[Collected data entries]
....

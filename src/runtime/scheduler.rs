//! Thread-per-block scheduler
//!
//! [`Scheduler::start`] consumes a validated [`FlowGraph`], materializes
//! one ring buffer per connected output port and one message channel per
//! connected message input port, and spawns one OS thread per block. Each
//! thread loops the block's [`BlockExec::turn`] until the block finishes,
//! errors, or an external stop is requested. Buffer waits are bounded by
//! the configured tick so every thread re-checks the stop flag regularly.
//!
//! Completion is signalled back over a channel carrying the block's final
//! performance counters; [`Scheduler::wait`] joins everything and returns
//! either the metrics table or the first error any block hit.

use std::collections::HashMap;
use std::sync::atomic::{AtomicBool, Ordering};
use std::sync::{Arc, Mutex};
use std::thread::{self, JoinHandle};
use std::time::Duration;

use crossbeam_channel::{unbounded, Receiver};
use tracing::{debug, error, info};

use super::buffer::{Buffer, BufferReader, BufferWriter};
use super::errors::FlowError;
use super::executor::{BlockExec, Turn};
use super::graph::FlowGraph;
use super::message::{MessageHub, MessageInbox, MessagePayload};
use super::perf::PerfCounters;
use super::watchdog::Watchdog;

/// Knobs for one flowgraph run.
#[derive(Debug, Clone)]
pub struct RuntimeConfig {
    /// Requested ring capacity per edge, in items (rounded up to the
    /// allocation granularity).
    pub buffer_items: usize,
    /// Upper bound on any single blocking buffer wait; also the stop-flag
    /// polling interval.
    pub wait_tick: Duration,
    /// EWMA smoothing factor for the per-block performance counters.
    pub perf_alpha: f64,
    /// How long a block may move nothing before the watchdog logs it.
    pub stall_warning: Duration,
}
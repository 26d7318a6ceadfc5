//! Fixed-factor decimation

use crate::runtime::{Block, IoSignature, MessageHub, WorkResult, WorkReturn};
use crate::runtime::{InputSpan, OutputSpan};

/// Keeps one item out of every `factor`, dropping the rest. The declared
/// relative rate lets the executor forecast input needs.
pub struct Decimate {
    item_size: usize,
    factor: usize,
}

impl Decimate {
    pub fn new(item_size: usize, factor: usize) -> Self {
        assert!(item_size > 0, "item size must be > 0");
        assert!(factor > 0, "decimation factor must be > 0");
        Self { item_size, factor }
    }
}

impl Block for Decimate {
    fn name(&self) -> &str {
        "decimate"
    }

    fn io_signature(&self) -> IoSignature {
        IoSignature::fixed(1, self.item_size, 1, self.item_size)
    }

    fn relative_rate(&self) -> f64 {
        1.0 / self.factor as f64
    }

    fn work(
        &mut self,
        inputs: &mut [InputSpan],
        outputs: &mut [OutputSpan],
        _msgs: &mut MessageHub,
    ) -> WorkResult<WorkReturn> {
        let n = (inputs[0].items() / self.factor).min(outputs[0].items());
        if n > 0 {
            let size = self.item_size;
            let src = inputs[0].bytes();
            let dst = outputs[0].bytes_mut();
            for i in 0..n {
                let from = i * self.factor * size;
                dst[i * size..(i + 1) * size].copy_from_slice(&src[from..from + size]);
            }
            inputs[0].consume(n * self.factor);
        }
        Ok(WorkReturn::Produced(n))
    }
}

....

TO DO
What is needed is an exact, complete copy of the entries above.

REPLY TO THE EXERCISE
filename src/runtime/scheduler.rs
//! Thread-per-block scheduler
//!
//! [`Scheduler::start`] consumes a validated [`FlowGraph`], materializes
//! one ring buffer per connected output port and one message channel per
//! connected message input port, and spawns one OS thread per block. Each
//! thread loops the block's [`BlockExec::turn`] until the block finishes,
//! errors, or an external stop is requested. Buffer waits are bounded by
//! the configured tick so every thread re-checks the stop flag regularly.
//!
//! Completion is signalled back over a channel carrying the block's final
//! performance counters; [`Scheduler::wait`] joins everything and returns
//! either the metrics table or the first error any block hit.

use std::collections::HashMap;
use std::sync::atomic::{AtomicBool, Ordering};
use std::sync::{Arc, Mutex};
use std::thread::{self, JoinHandle};
use std::time::Duration;

use crossbeam_channel::{unbounded, Receiver};
use tracing::{debug, error, info};

use super::buffer::{Buffer, BufferReader, BufferWriter};
use super::errors::FlowError;
use super::executor::{BlockExec, Turn};
use super::graph::FlowGraph;
use super::message::{MessageHub, MessageInbox, MessagePayload};
use super::perf::PerfCounters;
use super::watchdog::Watchdog;

/// Knobs for one flowgraph run.
#[derive(Debug, Clone)]
pub struct RuntimeConfig {
    /// Requested ring capacity per edge, in items (rounded up to the
    /// allocation granularity).
    pub buffer_items: usize,
    /// Upper bound on any single blocking buffer wait; also the stop-flag
    /// polling interval.
    pub wait_tick: Duration,
    /// EWMA smoothing factor for the per-block performance counters.
    pub perf_alpha: f64,
    /// How long a block may move nothing before the watchdog logs it.
    pub stall_warning: Duration,
}
repository 26d7318a6ceadfc5
//! Fixed-factor decimation

use crate::runtime::{Block, IoSignature, MessageHub, WorkResult, WorkReturn};
use crate::runtime::{InputSpan, OutputSpan};

/// Keeps one item out of every `factor`, dropping the rest. The declared
/// relative rate lets the executor forecast input needs.
pub struct Decimate {
    item_size: usize,
    factor: usize,
}

impl Decimate {
    pub fn new(item_size: usize, factor: usize) -> Self {
        assert!(item_size > 0, "item size must be > 0");
        assert!(factor > 0, "decimation factor must be > 0");
        Self { item_size, factor }
    }
}

impl Block for Decimate {
    fn name(&self) -> &str {
        "decimate"
    }

    fn io_signature(&self) -> IoSignature {
        IoSignature::fixed(1, self.item_size, 1, self.item_size)
    }

    fn relative_rate(&self) -> f64 {
        1.0 / self.factor as f64
    }

    fn work(
        &mut self,
        inputs: &mut [InputSpan],
        outputs: &mut [OutputSpan],
        _msgs: &mut MessageHub,
    ) -> WorkResult<WorkReturn> {
        let n = (inputs[0].items() / self.factor).min(outputs[0].items());
        if n > 0 {
            let size = self.item_size;
            let src = inputs[0].bytes();
            let dst = outputs[0].bytes_mut();
            for i in 0..n {
                let from = i * self.factor * size;
                dst[i * size..(i + 1) * size].copy_from_slice(&src[from..from + size]);
            }
            inputs[0].consume(n * self.factor);
        }
        Ok(WorkReturn::Produced(n))
    }
}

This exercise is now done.